Old 05-11-2012, 05:32 PM
Zac Medico
 
Default prepstrip/ecompressdir: parallelize operations

On 05/11/2012 09:39 AM, Mike Frysinger wrote:
> +multijob_finish() {
> + local ret=0
> + while [[ ${mj_num_jobs} -gt 0 ]] ; do
> + multijob_finish_one
> + : $(( ret += $? ))
> + done
> + # Let bash clean up its internal child tracking state.
> + wait
> + return ${ret}
> +}

Wouldn't it be better to use $(( ret |= $? )) there, in order to avoid a
possible integer overflow? Other than that, the patch looks good to me.
--
Thanks,
Zac
 
Old 05-11-2012, 06:14 PM
Mike Frysinger
 
Default prepstrip/ecompressdir: parallelize operations

On Friday 11 May 2012 13:32:46 Zac Medico wrote:
> On 05/11/2012 09:39 AM, Mike Frysinger wrote:
> > +multijob_finish() {
> > + local ret=0
> > + while [[ ${mj_num_jobs} -gt 0 ]] ; do
> > + multijob_finish_one
> > + : $(( ret += $? ))
> > + done
> > + # Let bash clean up its internal child tracking state.
> > + wait
> > + return ${ret}
> > +}
>
> Wouldn't it be better to use $(( ret |= $? )) there, in order to avoid a
> possible integer overflow? Other than that, the patch looks good to me.

i meant to use |= like the other places ...

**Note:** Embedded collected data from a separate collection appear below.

use std::str::FromStr;

use atrium_core::{AppError, AppResult, NonEmptyString};
use chrono::{DateTime, Utc};
use serde::{Deserialize, Serialize};
use serde_json::{Map, Value};

/// Tracked mutation kinds recorded in the audit ledger.
#[derive(Debug, Clone, Copy, PartialEq, Eq, Hash, Serialize, Deserialize)]
#[serde(rename_all = "snake_case")]
pub enum AuditAction {
    /// Emitted when a tracked entity is created.
    Created,
    /// Emitted when a tracked entity is updated.
    Updated,
    /// Emitted when a tracked entity is deleted.
    Deleted,
}

impl AuditAction {
    /// Returns a stable storage value for this action.
    #[must_use]
    pub fn as_str(&self) -> &'static str {
        match self {
            Self::Created => "created",
            Self::Updated => "updated",
            Self::Deleted => "deleted",
        }
    }
}

impl FromStr for AuditAction {
    type Err = AppError;

    fn from_str(value: &str) -> Result<Self, Self::Err> {
        match value {
            "created" => Ok(Self::Created),
            "updated" => Ok(Self::Updated),
            "deleted" => Ok(Self::Deleted),
            _ => Err(AppError::Validation(format!(
                "unknown audit action '{value}'"
            ))),
        }
    }
}

/// Immutable denormalized snapshot of an entity at the moment of a mutation.
///
/// A record is a historical ledger entry: it holds the entity's name as plain
/// text rather than a foreign key, so it survives the entity's deletion.
/// Once written it is never updated or removed.
#[derive(Debug, Clone, PartialEq, Serialize, Deserialize)]
pub struct AuditRecord {
    log_id: Option<i64>,
    entity_name: NonEmptyString,
    fields: Map<String, Value>,
    modified_at: DateTime<Utc>,
    action: AuditAction,
}

impl AuditRecord {
    /// Creates an unsaved audit record with a validated flattened snapshot.
    ///
    /// The field map must be non-empty and hold primitive values only
    /// (strings, numbers, booleans); nested objects and arrays defeat the
    /// schema-stable flattened shape and are rejected.
    pub fn new(
        entity_name: impl Into<String>,
        fields: Map<String, Value>,
        modified_at: DateTime<Utc>,
        action: AuditAction,
    ) -> AppResult<Self> {
        if fields.is_empty() {
            return Err(AppError::Validation(
                "audit snapshot must hold at least one field".to_owned(),
            ));
        }

        for (field_name, value) in &fields {
            if !(value.is_string() || value.is_number() || value.is_boolean()) {
                return Err(AppError::Validation(format!(
                    "audit snapshot field '{field_name}' must be a primitive value"
                )));
            }
        }

        Ok(Self {
            log_id: None,
            entity_name: NonEmptyString::new(entity_name)?,
            fields,
            modified_at,
            action,
        })
    }

    /// Returns a copy carrying the store-assigned monotonic log identifier.
    #[must_use]
    pub fn with_log_id(mut self, log_id: i64) -> Self {
        self.log_id = Some(log_id);
        self
    }

    /// Returns the store-assigned log identifier, if persisted.
    #[must_use]
    pub fn log_id(&self) -> Option<i64> {
        self.log_id
    }

    /// Returns the denormalized entity name.
    #[must_use]
    pub fn entity_name(&self) -> &NonEmptyString {
        &self.entity_name
    }

    /// Returns the flattened field snapshot.
    #[must_use]
    pub fn fields(&self) -> &Map<String, Value> {
        &self.fields
    }

    /// Returns the UTC instant the record was committed.
    #[must_use]
    pub fn modified_at(&self) -> DateTime<Utc> {
        self.modified_at
    }

    /// Returns the recorded action.
    #[must_use]
    pub fn action(&self) -> AuditAction {
        self.action
    }
}
use std::str::FromStr;

use async_trait::async_trait;
use chrono::{DateTime, Utc};
use serde_json::Value;
use sqlx::{FromRow, PgPool};

use atrium_application::AuditStore;
use atrium_core::{AppError, AppResult};
use atrium_domain::{AuditAction, AuditRecord};

/// PostgreSQL-backed append-only audit store.
#[derive(Clone)]
pub struct PostgresAuditStore {
    pool: PgPool,
}

impl PostgresAuditStore {
    /// Creates a store with the provided connection pool.
    #[must_use]
    pub fn new(pool: PgPool) -> Self {
        Self { pool }
    }
}

#[derive(Debug, FromRow)]
struct AuditRow {
    log_id: i64,
    entity_name: String,
    fields: Value,
    modified_at: DateTime<Utc>,
    action: String,
}

impl AuditRow {
    fn into_record(self) -> AppResult<AuditRecord> {
        let fields = match self.fields {
            Value::Object(map) => map,
            _ => {
                return Err(AppError::StorageUnavailable(format!(
                    "audit row '{}' holds a non-object snapshot",
                    self.log_id
                )));
            }
        };

        let record = AuditRecord::new(
            self.entity_name,
            fields,
            self.modified_at,
            AuditAction::from_str(self.action.as_str())?,
        )?;

        Ok(record.with_log_id(self.log_id))
    }
}

#[async_trait]
impl AuditStore for PostgresAuditStore {
    async fn append_row(&self, record: AuditRecord) -> AppResult<AuditRecord> {
        let log_id = sqlx::query_scalar::<_, i64>(
            r#"
            INSERT INTO audit_records (entity_name, fields, modified_at, action)
            VALUES ($1, $2, $3, $4)
            RETURNING log_id
            "#,
        )
        .bind(record.entity_name().as_str())
        .bind(Value::Object(record.fields().clone()))
        .bind(record.modified_at())
        .bind(record.action().as_str())
        .fetch_one(&self.pool)
        .await
        .map_err(|error| {
            tracing::error!(
                entity_name = record.entity_name().as_str(),
                action = record.action().as_str(),
                "failed to append audit row: {error}"
            );
            AppError::PersistenceFailure(format!("failed to append audit row: {error}"))
        })?;

        Ok(record.with_log_id(log_id))
    }

    async fn fetch_rows(&self) -> AppResult<Vec<AuditRecord>> {
        let rows = sqlx::query_as::<_, AuditRow>(
            r#"
            SELECT log_id, entity_name, fields, modified_at, action
            FROM audit_records
            ORDER BY log_id
            "#,
        )
        .fetch_all(&self.pool)
        .await
        .map_err(|error| {
            AppError::StorageUnavailable(format!("failed to fetch audit rows: {error}"))
        })?;

        rows.into_iter().map(AuditRow::into_record).collect()
    }
}
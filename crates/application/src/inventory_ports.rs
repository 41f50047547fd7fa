use async_trait::async_trait;
use atrium_core::AppResult;
use atrium_domain::{EntityId, EntityKind, TrackedEntity};

/// Repository port for tracked inventory entities.
///
/// Enumeration failures surface as `AppError::StorageUnavailable`; write
/// failures as `AppError::PersistenceFailure`.
#[async_trait]
pub trait InventoryRepository: Send + Sync {
    /// Fetches every stored entity, optionally restricted to one kind.
    async fn fetch_all(&self, kind: Option<EntityKind>) -> AppResult<Vec<TrackedEntity>>;

    /// Inserts an unsaved entity and returns it with its assigned identity.
    async fn insert(&self, entity: TrackedEntity) -> AppResult<TrackedEntity>;

    /// Replaces a stored entity and returns the stored state.
    async fn update(&self, entity: TrackedEntity) -> AppResult<TrackedEntity>;

    /// Removes a stored entity and returns the removed snapshot.
    async fn delete(&self, kind: EntityKind, id: EntityId) -> AppResult<TrackedEntity>;
}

not that i'm too worried about overflow here as the exit value is clamped to
[0..255], so it'd take millions of failing processes to cause a problem .
-mike
 
Old 05-14-2012, 07:33 AM
Michael Haubenwallner
 
Default prepstrip/ecompressdir: parallelize operations

On 05/11/2012 06:39 PM, Mike Frysinger wrote:
> +multijob_child_init() {
> + trap 'echo ${BASHPID} $? >&'${mj_control_fd} EXIT
> + trap 'exit 1' INT TERM
> +}

Just wondering why $! in parent isn't used anywhere, even not for some
integrity check if the child's BASHPID actually was forked by parent.

> +multijob_post_fork() {
> + : $(( ++mj_num_jobs ))
> + if [[ ${mj_num_jobs} -ge ${mj_max_jobs} ]] ; then
> + multijob_finish_one

Feels like ignoring this child's exitstatus isn't intentional here.

> + fi
> + return 0
> +}

/haubi/
 
Old 05-14-2012, 08:44 AM
Zac Medico
 
Default prepstrip/ecompressdir: parallelize operations

On 05/14/2012 12:33 AM, Michael Haubenwallner wrote:
>> +multijob_post_fork() {
>> + : $(( ++mj_num_jobs ))
>> + if [[ ${mj_num_jobs} -ge ${mj_max_jobs} ]] ; then
>> + multijob_finish_one
>
> Feels like ignoring this child's exitstatus isn't intentional here.

Thanks, fixed now:

http://git.overlays.gentoo.org/gitweb/?p=proj/portage.git;a=commit;h=2adc44295a5b5c77640c32cd24e bbd8d52e5237b

And here are a couple of more related fixes:

http://git.overlays.gentoo.org/gitweb/?p=proj/portage.git;a=commit;h=b4fba3e9fa2e285244de491f577 00978158c1838
http://git.overlays.gentoo.org/gitweb/?p=proj/portage.git;a=commit;h=c534e32f78cf7c543e9203e7fe1 c7b1630144ffb
--
Thanks,
Zac
 
Old 05-14-2012, 08:48 AM
Brian Harring
 
Default prepstrip/ecompressdir: parallelize operations

On Mon, May 14, 2012 at 09:33:58AM +0200, Michael Haubenwallner wrote:
>
>
> On 05/11/2012 06:39 PM, Mike Frysinger wrote:
> > +multijob_child_init() {
> > + trap 'echo ${BASHPID} $? >&'${mj_control_fd} EXIT
> > + trap 'exit 1' INT TERM
> > +}
>
> Just wondering why $! in parent isn't used anywhere, even not for some
> integrity check if the child's BASHPID actually was forked by parent.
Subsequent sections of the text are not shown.